Transcribe all the records with complete accuracy.

= = =

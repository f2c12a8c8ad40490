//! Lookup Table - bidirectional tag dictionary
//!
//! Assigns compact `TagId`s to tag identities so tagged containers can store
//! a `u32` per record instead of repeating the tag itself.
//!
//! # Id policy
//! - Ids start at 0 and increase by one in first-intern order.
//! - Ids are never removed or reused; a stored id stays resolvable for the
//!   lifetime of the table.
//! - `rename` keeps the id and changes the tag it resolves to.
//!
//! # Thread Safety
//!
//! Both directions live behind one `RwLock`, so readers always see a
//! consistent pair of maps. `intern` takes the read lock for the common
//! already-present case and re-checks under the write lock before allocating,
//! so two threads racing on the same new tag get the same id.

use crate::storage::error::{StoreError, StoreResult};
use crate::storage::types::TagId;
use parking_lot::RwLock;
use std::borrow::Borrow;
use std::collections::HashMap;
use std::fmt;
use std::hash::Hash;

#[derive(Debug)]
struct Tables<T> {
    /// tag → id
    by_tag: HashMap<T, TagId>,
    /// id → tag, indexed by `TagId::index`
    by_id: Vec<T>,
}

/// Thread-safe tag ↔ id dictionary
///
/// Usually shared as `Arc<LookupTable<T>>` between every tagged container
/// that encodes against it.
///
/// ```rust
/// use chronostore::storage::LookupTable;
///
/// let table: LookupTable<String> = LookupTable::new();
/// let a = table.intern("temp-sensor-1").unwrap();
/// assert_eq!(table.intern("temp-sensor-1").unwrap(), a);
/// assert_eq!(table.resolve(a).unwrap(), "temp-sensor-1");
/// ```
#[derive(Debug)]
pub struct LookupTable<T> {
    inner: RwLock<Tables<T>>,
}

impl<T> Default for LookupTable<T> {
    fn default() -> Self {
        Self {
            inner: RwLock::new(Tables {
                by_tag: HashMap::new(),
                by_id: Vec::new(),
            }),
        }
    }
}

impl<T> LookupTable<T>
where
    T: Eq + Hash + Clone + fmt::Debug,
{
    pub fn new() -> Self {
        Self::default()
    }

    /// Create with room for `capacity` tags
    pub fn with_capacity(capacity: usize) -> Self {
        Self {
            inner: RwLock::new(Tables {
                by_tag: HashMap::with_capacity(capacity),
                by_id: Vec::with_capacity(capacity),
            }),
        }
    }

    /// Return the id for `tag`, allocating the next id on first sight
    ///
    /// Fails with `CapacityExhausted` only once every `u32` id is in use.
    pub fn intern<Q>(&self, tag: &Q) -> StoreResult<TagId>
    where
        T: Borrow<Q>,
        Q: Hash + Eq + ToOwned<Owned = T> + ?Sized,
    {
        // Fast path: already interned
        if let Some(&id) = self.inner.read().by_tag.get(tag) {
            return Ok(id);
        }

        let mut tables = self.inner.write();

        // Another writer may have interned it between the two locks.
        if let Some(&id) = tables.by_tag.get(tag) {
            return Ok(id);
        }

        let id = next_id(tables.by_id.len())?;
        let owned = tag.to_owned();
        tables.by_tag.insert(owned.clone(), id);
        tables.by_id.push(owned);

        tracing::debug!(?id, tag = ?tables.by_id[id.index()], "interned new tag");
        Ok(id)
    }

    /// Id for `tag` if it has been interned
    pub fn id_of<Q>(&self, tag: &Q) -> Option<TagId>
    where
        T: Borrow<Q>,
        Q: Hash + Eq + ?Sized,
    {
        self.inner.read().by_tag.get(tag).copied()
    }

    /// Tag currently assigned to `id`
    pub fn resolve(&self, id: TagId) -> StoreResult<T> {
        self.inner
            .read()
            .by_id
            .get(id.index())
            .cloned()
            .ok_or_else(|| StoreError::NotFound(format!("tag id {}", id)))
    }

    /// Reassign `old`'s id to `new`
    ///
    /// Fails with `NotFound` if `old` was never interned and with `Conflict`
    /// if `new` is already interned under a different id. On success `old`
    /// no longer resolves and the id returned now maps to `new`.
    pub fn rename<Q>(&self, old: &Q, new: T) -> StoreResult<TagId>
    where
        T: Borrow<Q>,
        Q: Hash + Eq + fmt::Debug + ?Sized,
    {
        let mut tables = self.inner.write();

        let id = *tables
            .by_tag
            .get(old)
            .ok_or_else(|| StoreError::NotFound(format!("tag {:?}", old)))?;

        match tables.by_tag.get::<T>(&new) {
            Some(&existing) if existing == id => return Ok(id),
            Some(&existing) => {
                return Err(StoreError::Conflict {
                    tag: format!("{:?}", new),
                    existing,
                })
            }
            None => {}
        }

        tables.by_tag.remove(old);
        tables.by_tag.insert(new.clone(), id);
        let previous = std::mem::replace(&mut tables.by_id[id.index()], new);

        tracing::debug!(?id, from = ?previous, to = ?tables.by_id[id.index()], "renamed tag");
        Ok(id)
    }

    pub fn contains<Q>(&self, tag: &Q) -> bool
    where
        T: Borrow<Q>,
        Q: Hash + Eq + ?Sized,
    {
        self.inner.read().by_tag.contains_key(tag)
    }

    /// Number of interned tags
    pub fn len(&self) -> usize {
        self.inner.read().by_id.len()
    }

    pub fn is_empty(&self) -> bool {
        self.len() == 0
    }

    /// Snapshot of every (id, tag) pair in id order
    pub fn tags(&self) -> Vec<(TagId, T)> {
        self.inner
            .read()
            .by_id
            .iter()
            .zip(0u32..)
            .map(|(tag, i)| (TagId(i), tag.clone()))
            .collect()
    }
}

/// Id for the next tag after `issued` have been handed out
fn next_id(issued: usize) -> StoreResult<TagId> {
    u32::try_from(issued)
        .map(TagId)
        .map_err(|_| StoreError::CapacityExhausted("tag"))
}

= = =

- [SOLUTION FOR THIS EXERCISE]:
repository f2c12a8c8ad40490
//! Lookup Table - bidirectional tag dictionary
//!
//! Assigns compact `TagId`s to tag identities so tagged containers can store
//! a `u32` per record instead of repeating the tag itself.
//!
//! # Id policy
//! - Ids start at 0 and increase by one in first-intern order.
//! - Ids are never removed or reused; a stored id stays resolvable for the
//!   lifetime of the table.
//! - `rename` keeps the id and changes the tag it resolves to.
//!
//! # Thread Safety
//!
//! Both directions live behind one `RwLock`, so readers always see a
//! consistent pair of maps. `intern` takes the read lock for the common
//! already-present case and re-checks under the write lock before allocating,
//! so two threads racing on the same new tag get the same id.

use crate::storage::error::{StoreError, StoreResult};
use crate::storage::types::TagId;
use parking_lot::RwLock;
use std::borrow::Borrow;
use std::collections::HashMap;
use std::fmt;
use std::hash::Hash;

#[derive(Debug)]
struct Tables<T> {
    /// tag → id
    by_tag: HashMap<T, TagId>,
    /// id → tag, indexed by `TagId::index`
    by_id: Vec<T>,
}

/// Thread-safe tag ↔ id dictionary
///
/// Usually shared as `Arc<LookupTable<T>>` between every tagged container
/// that encodes against it.
///
/// ```rust
/// use chronostore::storage::LookupTable;
///
/// let table: LookupTable<String> = LookupTable::new();
/// let a = table.intern("temp-sensor-1").unwrap();
/// assert_eq!(table.intern("temp-sensor-1").unwrap(), a);
/// assert_eq!(table.resolve(a).unwrap(), "temp-sensor-1");
/// ```
#[derive(Debug)]
pub struct LookupTable<T> {
    inner: RwLock<Tables<T>>,
}

impl<T> Default for LookupTable<T> {
    fn default() -> Self {
        Self {
            inner: RwLock::new(Tables {
                by_tag: HashMap::new(),
                by_id: Vec::new(),
            }),
        }
    }
}

impl<T> LookupTable<T>
where
    T: Eq + Hash + Clone + fmt::Debug,
{
    pub fn new() -> Self {
        Self::default()
    }

    /// Create with room for `capacity` tags
    pub fn with_capacity(capacity: usize) -> Self {
        Self {
            inner: RwLock::new(Tables {
                by_tag: HashMap::with_capacity(capacity),
                by_id: Vec::with_capacity(capacity),
            }),
        }
    }

    /// Return the id for `tag`, allocating the next id on first sight
    ///
    /// Fails with `CapacityExhausted` only once every `u32` id is in use.
    pub fn intern<Q>(&self, tag: &Q) -> StoreResult<TagId>
    where
        T: Borrow<Q>,
        Q: Hash + Eq + ToOwned<Owned = T> + ?Sized,
    {
        // Fast path: already interned
        if let Some(&id) = self.inner.read().by_tag.get(tag) {
            return Ok(id);
        }

        let mut tables = self.inner.write();

        // Another writer may have interned it between the two locks.
        if let Some(&id) = tables.by_tag.get(tag) {
            return Ok(id);
        }

        let id = next_id(tables.by_id.len())?;
        let owned = tag.to_owned();
        tables.by_tag.insert(owned.clone(), id);
        tables.by_id.push(owned);

        tracing::debug!(?id, tag = ?tables.by_id[id.index()], "interned new tag");
        Ok(id)
    }

    /// Id for `tag` if it has been interned
    pub fn id_of<Q>(&self, tag: &Q) -> Option<TagId>
    where
        T: Borrow<Q>,
        Q: Hash + Eq + ?Sized,
    {
        self.inner.read().by_tag.get(tag).copied()
    }

    /// Tag currently assigned to `id`
    pub fn resolve(&self, id: TagId) -> StoreResult<T> {
        self.inner
            .read()
            .by_id
            .get(id.index())
            .cloned()
            .ok_or_else(|| StoreError::NotFound(format!("tag id {}", id)))
    }

    /// Reassign `old`'s id to `new`
    ///
    /// Fails with `NotFound` if `old` was never interned and with `Conflict`
    /// if `new` is already interned under a different id. On success `old`
    /// no longer resolves and the id returned now maps to `new`.
    pub fn rename<Q>(&self, old: &Q, new: T) -> StoreResult<TagId>
    where
        T: Borrow<Q>,
        Q: Hash + Eq + fmt::Debug + ?Sized,
    {
        let mut tables = self.inner.write();

        let id = *tables
            .by_tag
            .get(old)
            .ok_or_else(|| StoreError::NotFound(format!("tag {:?}", old)))?;

        match tables.by_tag.get::<T>(&new) {
            Some(&existing) if existing == id => return Ok(id),
            Some(&existing) => {
                return Err(StoreError::Conflict {
                    tag: format!("{:?}", new),
                    existing,
                })
            }
            None => {}
        }

        tables.by_tag.remove(old);
        tables.by_tag.insert(new.clone(), id);
        let previous = std::mem::replace(&mut tables.by_id[id.index()], new);

        tracing::debug!(?id, from = ?previous, to = ?tables.by_id[id.index()], "renamed tag");
        Ok(id)
    }

    pub fn contains<Q>(&self, tag: &Q) -> bool
    where
        T: Borrow<Q>,
        Q: Hash + Eq + ?Sized,
    {
        self.inner.read().by_tag.contains_key(tag)
    }

    /// Number of interned tags
    pub fn len(&self) -> usize {
        self.inner.read().by_id.len()
    }

    pub fn is_empty(&self) -> bool {
        self.len() == 0
    }

    /// Snapshot of every (id, tag) pair in id order
    pub fn tags(&self) -> Vec<(TagId, T)> {
        self.inner
            .read()
            .by_id
            .iter()
            .zip(0u32..)
            .map(|(tag, i)| (TagId(i), tag.clone()))
            .collect()
    }
}

/// Id for the next tag after `issued` have been handed out
fn next_id(issued: usize) -> StoreResult<TagId> {
    u32::try_from(issued)
        .map(TagId)
        .map_err(|_| StoreError::CapacityExhausted("tag"))
}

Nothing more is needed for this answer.